Complete Commentary on the Whole Bible, by Matthew Henry, at sacred-texts.com
(Mat 17:1-13) The transfiguration of Christ.
(Mat 17:14-21) Jesus casts out a dumb and deaf spirit.
(Mat 17:22, Mat 17:23) He again foretells his sufferings.
(Mat 17:24-27) He works a miracle to pay the tribute money.
Now the disciples beheld somewhat of Christ's glory, as of the only begotten of the Father. It was intended to support their faith, when they would have to witness his crucifixion; and would give them an idea of the glory prepared for them, when changed by his power and made like him. The apostles were overcome by the glorious sight. Peter thought that it was most desirable to continue there, and to go no more down to meet the sufferings of which he was so unwilling to hear. In this he knew not what he said. We are wrong, if we look for a heaven here upon earth. Whatever tabernacles we propose to make for ourselves in this world, we must always remember to ask Christ's leave. That sacrifice was not yet offered, without which the souls of sinful men could not have been saved; and important services were to be done by Peter and his brethren. While Peter spoke, a bright cloud overshadowed them, an emblem of the Divine presence and glory. Ever since man sinned, and heard God's voice in the garden, unusual appearances of God have been terrible to man. They fell prostrate to the earth, till Jesus encouraged them; when looking round, they beheld only their Lord as they commonly saw him. We must pass through varied experiences in our way to glory; and when we return to the world after an ordinance, it must be our care to take Christ with us, and then it may be our comfort that he is with us.
The case of afflicted children should be presented to God by faithful and fervent prayer. Christ cured the child. Though the people were perverse, and Christ was provoked, yet care was taken of the child. When all other helps and succours fail, we are welcome to Christ, may trust in him, and in his power and goodness. See here an emblem of Christ's undertaking as our Redeemer. It encourages parents to bring children to Christ, whose souls are under Satan's power; he is able to heal them, and as willing as he is able. Not only bring them to Christ by prayer, but bring them to the word of Christ; to means by which Satan's strong-holds in the soul are beaten down. It is good for us to distrust ourselves and our own strength; but it is displeasing to Christ when we distrust any power derived from him, or granted by him. There was also something in the malady which rendered the cure difficult. The extraordinary power of Satan must not discourage our faith, but quicken us to more earnestness in praying to God for the increase of it. Do we wonder to see Satan's bodily possession of this young man from a child, when we see his spiritual possession of every son of Adam from the fall!
Christ perfectly knew all things that should befall him, yet undertook the work of our redemption, which strongly shows his love. What outward debasement and Divine glory was the life of the Redeemer! And all his humiliation ended in his exaltation. Let us learn to endure the cross, to despise riches and worldly honours, and to be content with his will.

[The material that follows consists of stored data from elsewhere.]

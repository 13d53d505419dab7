//! Serving raw-stream and WebSocket peers on the same port.
//!
//! A WebSocket peer opens with an HTTP request line, so its first four bytes
//! are one of a handful of ASCII method prefixes. A raw peer opens with a
//! wire frame, whose first byte is the message kind (a small integer). The
//! multiplexer reads until it can tell the two apart, then either hands the
//! socket to a [`StreamConnection`] with the bytes read so far queued for
//! replay, or completes the upgrade handshake itself and wraps the socket in
//! a [`FramedConnection`].

use std::{fmt, io, sync::Arc, time::Duration};

use base64::{Engine, engine::general_purpose::STANDARD as BASE64};
use bytes::{Bytes, BytesMut};
use thiserror::Error;
use tokio::{
    io::{AsyncRead, AsyncReadExt, AsyncWrite, AsyncWriteExt},
    time::timeout,
};
use tokio_tungstenite::tungstenite::handshake::derive_accept_key;
use tracing::debug;

use crate::{
    config::{HandshakeConfig, Protocol, ServerConfig},
    connection::{Connection, FramedConnection, StreamConnection},
};

/// Bytes inspected before deciding on a protocol.
const DETECT_LEN: usize = 4;

const REQUEST_PREFIXES: [&[u8; DETECT_LEN]; 8] = [
    b"GET ", b"POST", b"PUT ", b"HEAD", b"OPTI", b"PATC", b"DELE", b"CONN",
];

const HEADER_END: &[u8] = b"\r\n\r\n";

#[derive(Debug, Error)]
pub enum HandshakeError {
    #[error("timed out waiting for {0}")]
    Timeout(&'static str),
    #[error("peer closed the connection during {0}")]
    ClosedEarly(&'static str),
    #[error("i/o error: {0}")]
    Io(#[from] io::Error),
    #[error("request head exceeds {0} bytes")]
    TooLarge(usize),
    #[error("request head is not valid UTF-8")]
    NotUtf8,
    #[error("malformed request line {0:?}")]
    MalformedRequestLine(String),
    #[error("malformed header line {0:?}")]
    MalformedHeader(String),
    #[error("method {0} cannot upgrade")]
    Method(String),
    #[error("missing or invalid {0} header")]
    Header(&'static str),
    #[error("origin {0:?} is not allowed")]
    Origin(String),
}

impl HandshakeError {
    /// Status line sent back before closing, if the peer deserves one.
    fn rejection(&self) -> Option<&'static str> {
        match self {
            HandshakeError::Timeout(_) | HandshakeError::ClosedEarly(_) | HandshakeError::Io(_) => {
                None
            }
            HandshakeError::Origin(_) => Some("403 Forbidden"),
            HandshakeError::Method(_) => Some("405 Method Not Allowed"),
            _ => Some("400 Bad Request"),
        }
    }
}

/// Transport chosen for an accepted connection.
#[derive(Debug, Clone, Copy, PartialEq, Eq)]
pub enum Transport {
    Stream,
    Framed,
}

impl fmt::Display for Transport {
    fn fmt(&self, f: &mut fmt::Formatter<'_>) -> fmt::Result {
        match self {
            Transport::Stream => f.write_str("tcp"),
            Transport::Framed => f.write_str("websocket"),
        }
    }
}

/// Outcome of looking at the first bytes of a connection.
#[derive(Debug, Clone, PartialEq, Eq)]
pub enum Detection {
    /// Wire frames follow; `prefix` is what was read while deciding.
    Raw { prefix: Bytes },
    /// An HTTP request begins with `prefix`.
    Upgrade { prefix: Bytes },
}

/// True while `seen` could still grow into one of the request prefixes.
fn could_be_request(seen: &[u8]) -> bool {
    let seen = &seen[..seen.len().min(DETECT_LEN)];
    REQUEST_PREFIXES
        .iter()
        .any(|prefix| prefix.starts_with(seen))
}

async fn read_detect_prefix<S>(stream: &mut S, seen: &mut BytesMut) -> Result<(), HandshakeError>
where
    S: AsyncRead + Unpin,
{
    while seen.len() < DETECT_LEN && could_be_request(seen) {
        if stream.read_buf(seen).await? == 0 {
            return Err(HandshakeError::ClosedEarly("protocol detection"));
        }
    }
    Ok(())
}

/// Reads until the peer can be classified and returns everything read.
///
/// Each read takes whatever is available (up to `buffer` bytes), so the
/// prefix of a raw peer normally holds its whole first frame. Reading stops
/// as soon as the bytes seen rule out every request prefix, so frames
/// shorter than the look-ahead are still served.
pub async fn detect<S>(
    stream: &mut S,
    limit: Duration,
    buffer: usize,
) -> Result<Detection, HandshakeError>
where
    S: AsyncRead + Unpin,
{
    let mut seen = BytesMut::with_capacity(buffer.max(DETECT_LEN));
    timeout(limit, read_detect_prefix(stream, &mut seen))
        .await
        .map_err(|_| HandshakeError::Timeout("protocol detection"))??;

    let prefix = seen.freeze();
    if prefix.len() >= DETECT_LEN && could_be_request(&prefix) {
        Ok(Detection::Upgrade { prefix })
    } else {
        Ok(Detection::Raw { prefix })
    }
}

/// `base64(sha1(key + GUID))`, the value of `Sec-WebSocket-Accept`.
pub fn accept_key(key: &str) -> String {
    derive_accept_key(key.as_bytes())
}

#[derive(Debug)]
struct UpgradeRequest {
    target: String,
    key: String,
}

fn header<'a>(headers: &'a [(&'a str, &'a str)], name: &str) -> Option<&'a str> {
    headers
        .iter()
        .find(|(header, _)| header.eq_ignore_ascii_case(name))
        .map(|(_, value)| *value)
}

fn has_token(value: &str, token: &str) -> bool {
    value
        .split(',')
        .any(|part| part.trim().eq_ignore_ascii_case(token))
}

fn parse_upgrade_request(
    head: &[u8],
    config: &HandshakeConfig,
) -> Result<UpgradeRequest, HandshakeError> {
    let head = std::str::from_utf8(head).map_err(|_| HandshakeError::NotUtf8)?;
    let mut lines = head.split("\r\n");

    let request_line = lines.next().unwrap_or_default();
    let parts: Vec<&str> = request_line.split_whitespace().collect();
    let [method, target, version] = parts.as_slice() else {
        return Err(HandshakeError::MalformedRequestLine(request_line.to_string()));
    };
    if !version.starts_with("HTTP/1.") {
        return Err(HandshakeError::MalformedRequestLine(request_line.to_string()));
    }
    if *method != "GET" {
        return Err(HandshakeError::Method(method.to_string()));
    }

    let mut headers = Vec::new();
    for line in lines.take_while(|line| !line.is_empty()) {
        let (name, value) = line
            .split_once(':')
            .ok_or_else(|| HandshakeError::MalformedHeader(line.to_string()))?;
        headers.push((name.trim(), value.trim()));
    }

    let upgrade = header(&headers, "Upgrade").ok_or(HandshakeError::Header("Upgrade"))?;
    if !has_token(upgrade, "websocket") {
        return Err(HandshakeError::Header("Upgrade"));
    }
    let connection = header(&headers, "Connection").ok_or(HandshakeError::Header("Connection"))?;
    if !has_token(connection, "upgrade") {
        return Err(HandshakeError::Header("Connection"));
    }
    if let Some(version) = header(&headers, "Sec-WebSocket-Version") {
        if version != "13" {
            return Err(HandshakeError::Header("Sec-WebSocket-Version"));
        }
    }

    let key = header(&headers, "Sec-WebSocket-Key")
        .ok_or(HandshakeError::Header("Sec-WebSocket-Key"))?;
    match BASE64.decode(key) {
        Ok(nonce) if nonce.len() == 16 => {}
        _ => return Err(HandshakeError::Header("Sec-WebSocket-Key")),
    }

    if let Some(origin) = header(&headers, "Origin") {
        if !config.origin_allowed(origin) {
            return Err(HandshakeError::Origin(origin.to_string()));
        }
    }

    Ok(UpgradeRequest {
        target: target.to_string(),
        key: key.to_string(),
    })
}

/// Reads the request head, starting with the bytes already consumed by
/// detection. Returns the head and whatever arrived after it.
async fn read_request_head<S>(
    stream: &mut S,
    prefix: &[u8],
    max_bytes: usize,
) -> Result<(BytesMut, Vec<u8>), HandshakeError>
where
    S: AsyncRead + Unpin,
{
    let mut buf = BytesMut::with_capacity(1024);
    buf.extend_from_slice(prefix);

    loop {
        if let Some(end) = buf
            .windows(HEADER_END.len())
            .position(|window| window == HEADER_END)
        {
            let leftover = buf.split_off(end + HEADER_END.len()).to_vec();
            return Ok((buf, leftover));
        }
        if buf.len() >= max_bytes {
            return Err(HandshakeError::TooLarge(max_bytes));
        }

        buf.reserve(1024);
        if stream.read_buf(&mut buf).await? == 0 {
            return Err(HandshakeError::ClosedEarly("upgrade handshake"));
        }
    }
}

async fn answer_upgrade<S>(
    stream: &mut S,
    prefix: &[u8],
    config: &HandshakeConfig,
) -> Result<Vec<u8>, HandshakeError>
where
    S: AsyncRead + AsyncWrite + Unpin,
{
    let (head, leftover) = timeout(
        config.timeout,
        read_request_head(stream, prefix, config.max_request_bytes),
    )
    .await
    .map_err(|_| HandshakeError::Timeout("upgrade handshake"))??;

    let request = parse_upgrade_request(&head, config)?;
    debug!(path = %request.target, "accepting websocket upgrade");

    let response = format!(
        "HTTP/1.1 101 Switching Protocols\r\n\
         Upgrade: websocket\r\n\
         Connection: Upgrade\r\n\
         Sec-WebSocket-Accept: {}\r\n\
         \r\n",
        accept_key(&request.key)
    );
    stream.write_all(response.as_bytes()).await?;
    stream.flush().await?;
    Ok(leftover)
}

/// Performs the server side of the upgrade handshake. On failure a minimal
/// error response is attempted before the error is returned.
pub async fn accept_upgrade<S>(
    stream: &mut S,
    prefix: &[u8],
    config: &HandshakeConfig,
) -> Result<Vec<u8>, HandshakeError>
where
    S: AsyncRead + AsyncWrite + Unpin,
{
    let result = answer_upgrade(stream, prefix, config).await;

    if let Err(err) = &result {
        if let Some(status) = err.rejection() {
            let response =
                format!("HTTP/1.1 {status}\r\nConnection: close\r\nContent-Length: 0\r\n\r\n");
            let _ = stream.write_all(response.as_bytes()).await;
            let _ = stream.shutdown().await;
        }
    }
    result
}

/// Turns freshly accepted sockets into [`Connection`]s according to the
/// listener's [`Protocol`].
#[derive(Debug, Clone)]
pub struct Multiplexer {
    protocol: Protocol,
    read_size: usize,
    detect_timeout: Duration,
    handshake: HandshakeConfig,
}

impl Multiplexer {
    pub fn new(protocol: Protocol, config: &ServerConfig) -> Self {
        Self {
            protocol,
            read_size: config.read_size,
            detect_timeout: config.detect_timeout,
            handshake: config.handshake.clone(),
        }
    }

    pub fn protocol(&self) -> Protocol {
        self.protocol
    }

    pub async fn negotiate<S>(
        &self,
        mut stream: S,
        peer: String,
    ) -> Result<(Arc<dyn Connection>, Transport), HandshakeError>
    where
        S: AsyncRead + AsyncWrite + Unpin + Send + 'static,
    {
        let detection = match self.protocol {
            Protocol::Raw => Detection::Raw {
                prefix: Bytes::new(),
            },
            Protocol::WebSocket => Detection::Upgrade {
                prefix: Bytes::new(),
            },
            Protocol::Auto => detect(&mut stream, self.detect_timeout, self.read_size).await?,
        };

        match detection {
            Detection::Raw { prefix } => {
                let connection: Arc<dyn Connection> = Arc::new(
                    StreamConnection::with_prefix(stream, peer, prefix).with_read_size(self.read_size),
                );
                Ok((connection, Transport::Stream))
            }
            Detection::Upgrade { prefix } => {
                let leftover = accept_upgrade(&mut stream, &prefix, &self.handshake).await?;
                let connection: Arc<dyn Connection> = Arc::new(
                    FramedConnection::upgraded(stream, peer, leftover)
                        .await
                        .with_read_size(self.read_size),
                );
                Ok((connection, Transport::Framed))
            }
        }
    }
}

Peter felt sure that his Master was ready to do what was right. Christ spoke first to give him proof that no thought can be withholden from him. We must never decline our duty for fear of giving offence; but we must sometimes deny ourselves in our worldly interests, rather than give offence. However the money was lodged in the fish, He who knows all things alone could know it, and only almighty power could bring it to Peter's hook. The power and the poverty of Christ should be mentioned together. If called by providence to be poor, like our Lord, let us trust in his power, and our God shall supply all our need, according to his riches in glory by Christ Jesus. In the way of obedience, in the course, perhaps, of our usual calling, as he helped Peter, so he will help us. And if any sudden call should occur, which we are not prepared to meet, let us not apply to others, till we first seek Christ.